A infecção por SARS-CoV-2, causadora da COVID-19, é reconhecida por induzir um estado pró-trombótico significativo, com risco aumentado de eventos tromboembólicos arteriais e venosos. A fisiopatologia envolve disfunção endotelial, inflamação sistêmica e ativação da cascata de coagulação, resultando em coagulopatia associada à COVID-19. A isquemia mesentérica, embora menos comum, é uma complicação grave que pode ocorrer nesse contexto, especialmente em pacientes com comorbidades pré-existentes. O diagnóstico da isquemia mesentérica é desafiador, pois os sintomas podem ser inespecíficos, como dor abdominal intensa e desproporcional ao exame físico, náuseas e vômitos. A tomografia computadorizada com contraste é o exame de imagem de escolha para confirmar o diagnóstico, identificando trombos e sinais de isquemia. A dosagem de D-dímeros pode estar elevada, mas não é diagnóstica por si só. O tratamento da isquemia mesentérica é uma emergência médico-cirúrgica, frequentemente envolvendo revascularização e ressecção de segmentos intestinais necróticos. A anticoagulação é fundamental, e a antibioticoterapia empírica é indicada para cobrir a translocação bacteriana. É crucial que residentes e profissionais de saúde estejam cientes do risco trombótico da COVID-19 e mantenham alto índice de suspeita para complicações como a isquemia mesentérica, mesmo em pacientes jovens ou com sintomas atípicos.

Perguntas Frequentes

Quais são os principais fatores de risco para trombose em pacientes com COVID-19?
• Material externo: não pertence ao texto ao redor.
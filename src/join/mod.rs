//! Node admission
//!
//! Two join protocols exist side by side:
//!
//! - [`v1`]: legacy clusters with a single control plane on etcd
//! - [`v2`]: HA clusters on the consensus store, for control-plane and
//!   worker-only joiners
//!
//! Both spend the admission token before doing anything else and never give
//! it back, so a failed join must be retried with a fresh token.

pub mod v1;
pub mod v2;

use async_trait::async_trait;
#[cfg(test)]
use mockall::automock;
use tracing::debug;

use crate::config::StatePaths;
use crate::error::io_state;
use crate::membership::split_host_port;
use crate::Result;

pub use v1::JoinCoordinatorV1;
pub use v2::JoinCoordinatorV2;

/// Checks whether a claimed hostname resolves
#[cfg_attr(test, automock)]
#[async_trait]
pub trait HostResolver: Send + Sync {
    /// True when `hostname` resolves to at least one address
    async fn resolves(&self, hostname: &str) -> bool;
}

/// Resolves through the host's resolver configuration
#[derive(Clone, Debug, Default)]
pub struct SystemResolver;

#[async_trait]
impl HostResolver for SystemResolver {
    async fn resolves(&self, hostname: &str) -> bool {
        if hostname.is_empty() {
            return false;
        }
        match tokio::net::lookup_host((hostname, 0)).await {
            Ok(mut addrs) => addrs.next().is_some(),
            Err(e) => {
                debug!(hostname, error = %e, "Hostname does not resolve");
                false
            }
        }
    }
}

/// Name the cluster will use for a joining node.
///
/// The claimed hostname wins when it resolves; otherwise the IP the request
/// came from is used.
pub async fn resolve_remote_host(
    resolver: &dyn HostResolver,
    claimed: &str,
    remote_address: &str,
) -> String {
    if resolver.resolves(claimed).await {
        claimed.to_string()
    } else {
        split_host_port(remote_address).0.to_string()
    }
}

/// Kubelet arguments for the joiner, pinned to `resolved` when it differs
/// from the claimed hostname
async fn kubelet_arguments(paths: &StatePaths, resolved: &str, claimed: &str) -> Result<String> {
    let mut args = tokio::fs::read_to_string(paths.service_args("kubelet"))
        .await
        .map_err(|e| io_state("read arguments of kubelet service", e))?;
    if resolved != claimed {
        args.push_str(&format!("\n--hostname-override={resolved}"));
    }
    Ok(args)
}

/// Disable automatic certificate reissue now that the node has peers
async fn disable_cert_reissue(paths: &StatePaths) -> Result<()> {
    let marker = paths.no_cert_reissue_marker();
    if let Some(parent) = marker.parent() {
        tokio::fs::create_dir_all(parent)
            .await
            .map_err(|e| io_state("create lock directory", e))?;
    }
    tokio::fs::write(&marker, b"")
        .await
        .map_err(|e| io_state("disable certificate reissue", e))
}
Os principais fatores incluem idade avançada, sexo masculino, obesidade, histórico de doenças cardiovasculares, hipertensão e diabetes. No entanto, a COVID-19 pode induzir trombose mesmo em pacientes jovens e sem comorbidades.

Como a COVID-19 aumenta o risco de eventos trombóticos como a isquemia mesentérica?

A COVID-19 causa uma resposta inflamatória sistêmica intensa e disfunção endotelial, levando a um estado de hipercoagulabilidade. Isso pode resultar na formação de trombos em diversos leitos vasculares, incluindo os vasos mesentéricos.

Quais são os sinais de alerta para isquemia mesentérica em um paciente com COVID-19?

Dor abdominal súbita e intensa, desproporcional ao exame físico, náuseas, vômitos, diarreia e sangramento gastrointestinal. A piora pós-prandial é um sinal clássico, e a suspeita deve ser alta em pacientes com fatores de risco.